─── Exercise input

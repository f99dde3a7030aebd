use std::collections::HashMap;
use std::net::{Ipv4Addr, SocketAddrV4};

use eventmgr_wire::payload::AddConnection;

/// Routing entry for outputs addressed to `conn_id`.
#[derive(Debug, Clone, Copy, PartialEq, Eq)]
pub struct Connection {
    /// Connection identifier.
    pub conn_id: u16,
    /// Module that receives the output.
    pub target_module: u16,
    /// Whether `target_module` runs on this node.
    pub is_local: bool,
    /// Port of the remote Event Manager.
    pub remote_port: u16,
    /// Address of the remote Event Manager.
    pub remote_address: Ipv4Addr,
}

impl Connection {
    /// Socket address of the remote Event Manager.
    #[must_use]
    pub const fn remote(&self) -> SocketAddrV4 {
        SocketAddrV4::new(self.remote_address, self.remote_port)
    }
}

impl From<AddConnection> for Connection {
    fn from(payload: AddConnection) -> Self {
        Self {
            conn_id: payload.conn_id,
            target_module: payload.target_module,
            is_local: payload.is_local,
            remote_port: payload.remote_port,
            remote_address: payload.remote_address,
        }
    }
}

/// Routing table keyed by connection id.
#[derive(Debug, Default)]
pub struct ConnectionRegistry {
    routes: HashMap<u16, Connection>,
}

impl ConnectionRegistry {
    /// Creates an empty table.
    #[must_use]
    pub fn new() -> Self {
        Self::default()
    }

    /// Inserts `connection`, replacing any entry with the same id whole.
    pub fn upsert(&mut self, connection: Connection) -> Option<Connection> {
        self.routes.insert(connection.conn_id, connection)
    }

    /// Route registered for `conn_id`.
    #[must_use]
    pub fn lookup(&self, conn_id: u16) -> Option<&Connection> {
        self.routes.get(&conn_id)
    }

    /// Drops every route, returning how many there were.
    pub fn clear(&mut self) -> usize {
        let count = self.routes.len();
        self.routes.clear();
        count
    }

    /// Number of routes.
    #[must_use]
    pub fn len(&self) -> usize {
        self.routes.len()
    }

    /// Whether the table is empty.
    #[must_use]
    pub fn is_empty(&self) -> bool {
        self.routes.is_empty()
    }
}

──────

Could you show every line of the listing that holds the string "clear"?

■ Response:
    pub fn clear(&mut self) -> usize {
        self.routes.clear();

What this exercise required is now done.